Finding your tribe can feel impossible when you stay in places just long enough to get familiar with the lady at the laundromat. Friends are maybe a phone call away, but if they are in a different time zone, catching them can be challenging. This is one of those things we have not figured out just yet.
The kids don’t have an issue with it. They easily make friends, even if it is for a day. We have great conversations with campers and are sometimes invited to join them by the fire. We make some great new connections, but I still miss my tribe.
The other day we went to the Kenai River Festival, put on by the Kenai Watershed Forum. The festival happens every year, and promotes keeping the Kenai River clean. By the time we got there the party had been going on for a few days already. The atmosphere was relaxed and the sky was blue. We checked out the booths where the kids could do crafts, play games and get their faces beautifully painted. To our surprise, an organization was educating the people of Soldotna and Kenai on how to recycle parts of their waste.

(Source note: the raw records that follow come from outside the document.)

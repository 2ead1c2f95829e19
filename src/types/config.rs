//! Configuration structures for the walk simulator
//!
//! This module contains the simulation configuration structure and validation logic
//! used to control the agents, the region they walk in, and where their events go.

use clap::Parser;
use serde::{Deserialize, Serialize};
use std::fs;
use std::path::Path;
use std::time::Duration;

/// Motion and retry constants
pub mod motion {
    /// Default distance advanced per tick, in region units
    pub const DEFAULT_STEP_LENGTH: f64 = 0.8;

    /// Heading drift applied after every successful move, in degrees (symmetric)
    pub const DRIFT_DEGREES: f64 = 20.0;

    /// Upper bound of the turn applied when a step would leave the region, in degrees
    pub const BOUNDARY_TURN_DEGREES: f64 = 10.0;

    /// Default number of turn-and-retry attempts before an agent is declared stuck
    pub const DEFAULT_MAX_MOVE_ATTEMPTS: usize = 1_000;

    /// Default number of draws allowed per sampled seed point
    pub const DEFAULT_MAX_SAMPLE_ATTEMPTS: usize = 100_000;
}

/// Command line arguments structure
#[derive(Debug, Clone, Parser)]
#[command(
    name = "geo-walk-simulator",
    version = "0.1.0",
    about = "Geo Walk Simulator - Emits synthetic location events for assets walking inside a polygon",
    long_about = "Spawns one random-walking agent per simulated asset inside a polygonal region and posts each agent's position and status as a JSON event once per tick.

EXAMPLES:
    # Post events for 50 assets to a receiver
    geo-walk-simulator --region site.geojson --endpoint http://localhost:6180/receiver

    # Offline run that records tracks for plotting
    geo-walk-simulator --region site.geojson --offline --track-output tracks/

    # Use a configuration file
    geo-walk-simulator --config config.json

    # Generate configuration template
    geo-walk-simulator --print-config > my-config.json

    # Validate configuration without running
    geo-walk-simulator --config my-config.json --dry-run

CONFIGURATION:
    Configuration can be provided via:
    1. Command line arguments (highest priority)
    2. Configuration file (--config flag)
    3. Default values (lowest priority)

    Supported configuration file formats: JSON (.json)

    The simulation runs until interrupted (Ctrl-C) unless --max-ticks is given."
)]
pub struct CliArgs {
    /// Configuration file path (JSON format)
    #[arg(
        short,
        long,
        help = "Configuration file path (JSON format)",
        long_help = "Path to a JSON configuration file. CLI arguments will override file settings."
    )]
    pub config: Option<String>,

    /// Requested number of simulated assets
    #[arg(
        long,
        help = "Number of simulated assets",
        long_help = "Requested number of simulated assets. Each category receives 20% of this number, with at least one asset per category. Default: 50"
    )]
    pub device_count: Option<usize>,

    /// Floor identifier reported as geometry.z
    #[arg(long, help = "Floor identifier reported in every event")]
    pub floor: Option<String>,

    /// Distance advanced per tick
    #[arg(long, help = "Distance advanced per tick, in region units")]
    pub step_length: Option<f64>,

    /// Delay between ticks of the same agent
    #[arg(long, help = "Delay between ticks in milliseconds")]
    pub tick_interval_ms: Option<u64>,

    /// Spatial reference id echoed into events
    #[arg(long, alias = "wkid", help = "Spatial reference id (wkid) of the region coordinates")]
    pub spatial_reference_id: Option<u32>,

    /// GeoJSON file holding the region polygon
    #[arg(
        long,
        help = "GeoJSON file with the region polygon",
        long_help = "Path to a GeoJSON Polygon, MultiPolygon, Feature or FeatureCollection. Without it a built-in 100x100 square is used."
    )]
    pub region: Option<String>,

    /// Receiver URL for event delivery
    #[arg(long, help = "Receiver URL that events are POSTed to")]
    pub endpoint: Option<String>,

    /// Disable network delivery
    #[arg(long, help = "Do not deliver events over the network; log them instead")]
    pub offline: bool,

    /// Timeout for one delivery
    #[arg(long, help = "Timeout for one event delivery in milliseconds")]
    pub request_timeout_ms: Option<u64>,

    /// Directory for per-agent track files
    #[arg(long, help = "Directory where per-agent CSV tracks are written")]
    pub track_output: Option<String>,

    /// Random seed for reproducible walks
    #[arg(long, help = "Random seed for reproducible walks")]
    pub seed: Option<u64>,

    /// Stop every agent after this many ticks
    #[arg(long, help = "Stop every agent after this many ticks")]
    pub max_ticks: Option<u64>,

    /// Directory for rolling log files
    #[arg(long, help = "Write JSON logs to a daily rolling file in this directory")]
    pub log_dir: Option<String>,

    /// Enable JSON console logs
    #[arg(long, help = "Emit console logs as JSON")]
    pub json_logs: bool,

    /// Enable verbose logging
    #[arg(short, long, help = "Enable verbose logging")]
    pub verbose: bool,

    /// Enable debug logging
    #[arg(short, long, help = "Enable debug logging")]
    pub debug: bool,

    /// Dry run mode - validate configuration without running simulation
    #[arg(long, help = "Validate configuration without running simulation")]
    pub dry_run: bool,

    /// Print default configuration and exit
    #[arg(long, help = "Print default configuration in JSON format and exit")]
    pub print_config: bool,
}
//! HTTP delivery to a JSON receiver

use reqwest::blocking::Client;
use std::time::Duration;
use tracing::debug;

use crate::events::LocationEvent;
use crate::sink::{EventSink, SinkError};

/// POSTs each event as a JSON body
///
/// The client is shared by all agents; each request is bounded by the configured
/// timeout so a slow receiver only delays the agent that is waiting on it.
#[derive(Debug, Clone)]
pub struct HttpSink {
    client: Client,
    endpoint: String,
}

impl HttpSink {
    /// Create a sink posting to `endpoint`
    pub fn new(endpoint: impl Into<String>, timeout: Duration) -> Result<Self, SinkError> {
        let client = Client::builder().timeout(timeout).connect_timeout(timeout).build()?;
        Ok(Self { client, endpoint: endpoint.into() })
    }

    /// Receiver URL
    pub fn endpoint(&self) -> &str {
        &self.endpoint
    }
}

impl EventSink for HttpSink {
    fn deliver(&self, event: &LocationEvent) -> Result<(), SinkError> {
        let response = self.client.post(&self.endpoint).json(event).send()?;

        let status = response.status();
        if !status.is_success() {
            return Err(SinkError::Rejected { status: status.as_u16() });
        }

        debug!(object_id = %event.object_id, status = status.as_u16(), "Event delivered");
        Ok(())
    }

    fn name(&self) -> &'static str {
        "http"
    }
}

It has been challenging for us to get information about recycling on the Kenai Peninsula. We keep a large crate under our bed where we keep recycle. We fill it every other day, and have been storing a huge overflow bag in the shed. Asking the city of Kenai did not help much. And the ranger who is a local was convinced that recycle just gets dumped into the landfill, so you can recycle if it makes you feel good, but in Alaska it doesn’t make much of a difference. Disheartening at best. But this story turns out to be a myth, and the ReGroup organization is working hard on informing the crowds. We were told about how part of the recycle goes to Anchorage, is turned into small bits and pieces and shipped off to proper recycling plants. Although Alaskans have been working on recycling part of their waste since the late nineties, it’s not a simple process on the peninsula. Things like cardboard and cans can be dropped off at many places, but chemical waste and certain plastics require peninsula residents to drive to a single collection point in the entire peninsula. That being said, we have also noticed how grocer Fred Meyers collects plastic such as bags and whatever plastic film your groceries are wrapped in. So much for our curbside pickup in the Colorado Frontrange, where we do not even have to sort our recycle (which is also a bigger problem than residents are usually aware of).
Particularly outstanding was the way the organization of the Kenai River Festival decided to handle their own waste. To avoid any more waste ending up in the river, in whatever form or whichever way, they require for all vendors at the festival to use solely compostable products at the venue. Although some complain that the non-plastic cups melt in the sun, the requirement seems generally well accepted. If you want to be a vendor, you make an effort to help the organization reach its goal. We appreciated being able to eat at a food truck without adding more waste to the world. It took a little effort to sort which part of our leftovers had to go in which bin, and it was obvious that not everyone cared as much. Let’s hope the ripple effect will eventually help reach the masses.
Of course the effort to compost would be a lot less useful if there would be nowhere to go with it. Soldotna has found a solution in the form of Mattie’s farm. On this farm they work on offering a nurturing and stable environment to children in need of a foster home. This environment is created through a deep belief in what we eat and how the earth should be treated. It is about being self-sustainable as well as living in a sustainable way for the earth. Matti’s farm takes on the festival’s compostables and turns it into actual compost, in as little as 6 weeks.
As for that tribe, I definitely started feeling a lot more at home when meeting like minded people in a pleasant environment. It was not as crowded as a festival in Colorado would be, but there was nice live music in the background while we had a bite and browsed the booths. And it did not hurt to see Alaskan moms carrying their babies on their backs, and to be meeting other homeschoolers. It sure was an uplifting day.